# Homemade Creations >  Replacement Adapter with O-ring for Pool Filter Pressure Gage

## Paul Jones

The pool manufacturer used a simple rubber gasket and NPT to 5/8-18 adapter to attach a pressure gage to the pool filter canister. The rubber gasket is exposed to sunlight and eventually degrades and allows the pool filter system to loose pressure. I made a new adapter from C360 brass. The adapter uses a Buna N O-ring 115, thread NPT 1/4-18, and single point threaded 5/8-18, and a 0.125" thick brass washer. The adapter has 0.3" high flats milled for a 1" wrench.

----------

Jon (Jan 11, 2016),

kbalch (Jan 11, 2016)

----------


## Paul Jones

I made two improvements to the pool filter pressure gage air release valve handle.
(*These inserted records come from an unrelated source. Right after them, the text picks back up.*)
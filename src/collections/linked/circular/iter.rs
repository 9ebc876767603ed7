use std::iter::FusedIterator;
use std::marker::PhantomData;

use super::{CircularList, NodeRef};

impl<'a, T> IntoIterator for &'a CircularList<T> {
    type Item = &'a T;

    type IntoIter = Iter<'a, T>;

    fn into_iter(self) -> Self::IntoIter {
        Iter {
            node: self.head,
            remaining: self.len(),
            _phantom: PhantomData,
        }
    }
}

/// A borrowed iterator over one lap of a [`CircularList`], starting at the head.
///
/// The ring itself never ends, so the iterator counts down the elements left to yield instead.
/// Calling [`CircularList::iter`] again restarts the traversal from the head.
pub struct Iter<'a, T> {
    pub(crate) node: NodeRef<T>,
    pub(crate) remaining: usize,
    pub(crate) _phantom: PhantomData<&'a T>,
}

impl<'a, T> Iterator for Iter<'a, T> {
    type Item = &'a T;

    fn next(&mut self) -> Option<Self::Item> {
        self.remaining = self.remaining.checked_sub(1)?;

        let value = self.node.value();
        self.node = self.node.next();
        Some(value)
    }

    fn size_hint(&self) -> (usize, Option<usize>) {
        (self.remaining, Some(self.remaining))
    }
}

impl<T> FusedIterator for Iter<'_, T> {}

impl<T> ExactSizeIterator for Iter<'_, T> {
    fn len(&self) -> usize {
        self.remaining
    }
}

impl<T> Clone for Iter<'_, T> {
    fn clone(&self) -> Self {
        Iter {
            node: self.node,
            remaining: self.remaining,
            _phantom: PhantomData,
        }
    }
}
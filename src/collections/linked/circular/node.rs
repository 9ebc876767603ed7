use std::ptr::NonNull;

// NOTE: Nodes are allocated with Box<T> rather than alloc directly, because Box<T> allows the value
// to be moved back out of the heap once a node is unlinked.

/// A non-owning handle to a node in a ring. Every node's `next` is another valid node of the same
/// ring (possibly itself), so there is no null link to represent.
#[derive(Debug)]
pub(crate) struct NodeRef<T>(pub NonNull<Node<T>>);

impl<T> NodeRef<T> {
    pub fn value<'a>(&self) -> &'a T {
        // SAFETY: A NodeRef only exists for nodes that are currently linked into a ring, and the
        // ring keeps its nodes allocated until they are unlinked or the list is dropped.
        unsafe { &(*self.0.as_ptr()).value }
    }

    #[allow(clippy::mut_from_ref)]
    pub fn value_mut<'a>(&self) -> &'a mut T {
        // SAFETY: As above, and the list only hands out one mutable reference at a time.
        unsafe { &mut (*self.0.as_ptr()).value }
    }

    pub fn next(&self) -> NodeRef<T> {
        // SAFETY: The node is allocated, see NodeRef::value.
        unsafe { (*self.0.as_ptr()).next }
    }

    #[allow(clippy::mut_from_ref)]
    pub fn next_mut<'a>(&self) -> &'a mut NodeRef<T> {
        // SAFETY: The node is allocated, see NodeRef::value.
        unsafe { &mut (*self.0.as_ptr()).next }
    }

    /// Allocates a node that links to itself, forming a ring of one.
    pub fn new_ring(value: T) -> NodeRef<T> {
        let node = NodeRef::from_node(Node {
            value,
            next: NodeRef(NonNull::dangling()),
        });
        *node.next_mut() = node;
        node
    }

    /// Allocates a node which links to `next`. The caller is responsible for linking a node to the
    /// new one, otherwise it leaks.
    pub fn new_before(value: T, next: NodeRef<T>) -> NodeRef<T> {
        NodeRef::from_node(Node { value, next })
    }

    fn from_node(node: Node<T>) -> NodeRef<T> {
        NodeRef(NonNull::from(Box::leak(Box::new(node))))
    }

    /// Reclaims the node's allocation and moves it out.
    ///
    /// # Safety
    /// The node must no longer be reachable from the list, and this must be the only call to
    /// `take_node` for it.
    pub unsafe fn take_node(self) -> Node<T> {
        // SAFETY: The node was leaked from a Box in from_node and the caller guarantees that it
        // hasn't already been reclaimed.
        unsafe { *Box::from_raw(self.0.as_ptr()) }
    }
}

impl<T> Clone for NodeRef<T> {
    fn clone(&self) -> Self {
        *self
    }
}

impl<T> Copy for NodeRef<T> {}

impl<T> PartialEq for NodeRef<T> {
    fn eq(&self, other: &Self) -> bool {
        self.0 == other.0
    }
}

impl<T> Eq for NodeRef<T> {}

pub(crate) struct Node<T> {
    pub value: T,
    pub next: NodeRef<T>,
}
Years ago replaced the slow-to-open screw valve with a 1/4 turn petcock valve for releasing the air build-up at the top of the pool filter. Over time the petcock valve becomes harder to turn so I added a copper handle. The most recent modification was adding a stainless steel sleeve for better support of the slotted section on the copper pipe and added a knurled stainless steel handle. The stainless steel is T-303 and machines very easily.

----------

kbalch (Feb 2, 2016)

----------